The entries below should be output exactly as written.

* SUPPLIED DATA
──────

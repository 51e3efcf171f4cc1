use serde::{Serialize, Deserialize};

/// Statistics of one training pass.
#[derive(Debug, Clone, Copy, PartialEq, Serialize, Deserialize)]
pub struct TrainStats {
    /// Mean criterion per sample.
    pub loss: f64,
    /// `100 - mean MAPE`.
    pub accuracy: f64,
}

/// Statistics of one evaluation pass.
#[derive(Debug, Clone, Copy, PartialEq, Serialize, Deserialize)]
pub struct ValidStats {
    pub loss: f64,
    pub accuracy: f64,
    pub mae: f64,
    pub rmse: f64,
}

/// One entry of the run history, appended after every completed epoch.
#[derive(Debug, Clone, PartialEq, Serialize, Deserialize)]
pub struct EpochStats {
    /// 1-based epoch number.
    pub epoch: usize,
    /// Total epochs requested for this run.
    pub total_epochs: usize,
    pub train: TrainStats,
    pub valid: ValidStats,
    /// Learning rate the epoch was trained with.
    pub learning_rate: f64,
    /// Whether this epoch replaced the best snapshot.
    pub improved: bool,
    /// Wall-clock duration of this single epoch in milliseconds.
    pub elapsed_ms: u64,
}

──────

* ANSWER FOR THE TASK
repository 51e3efcf171f4cc1
use serde::{Serialize, Deserialize};

/// Statistics of one training pass.
#[derive(Debug, Clone, Copy, PartialEq, Serialize, Deserialize)]
pub struct TrainStats {
    /// Mean criterion per sample.
    pub loss: f64,
    /// `100 - mean MAPE`.
    pub accuracy: f64,
}

/// Statistics of one evaluation pass.
#[derive(Debug, Clone, Copy, PartialEq, Serialize, Deserialize)]
pub struct ValidStats {
    pub loss: f64,
    pub accuracy: f64,
    pub mae: f64,
    pub rmse: f64,
}

/// One entry of the run history, appended after every completed epoch.
#[derive(Debug, Clone, PartialEq, Serialize, Deserialize)]
pub struct EpochStats {
    /// 1-based epoch number.
    pub epoch: usize,
    /// Total epochs requested for this run.
    pub total_epochs: usize,
    pub train: TrainStats,
    pub valid: ValidStats,
    /// Learning rate the epoch was trained with.
    pub learning_rate: f64,
    /// Whether this epoch replaced the best snapshot.
    pub improved: bool,
    /// Wall-clock duration of this single epoch in milliseconds.
    pub elapsed_ms: u64,
}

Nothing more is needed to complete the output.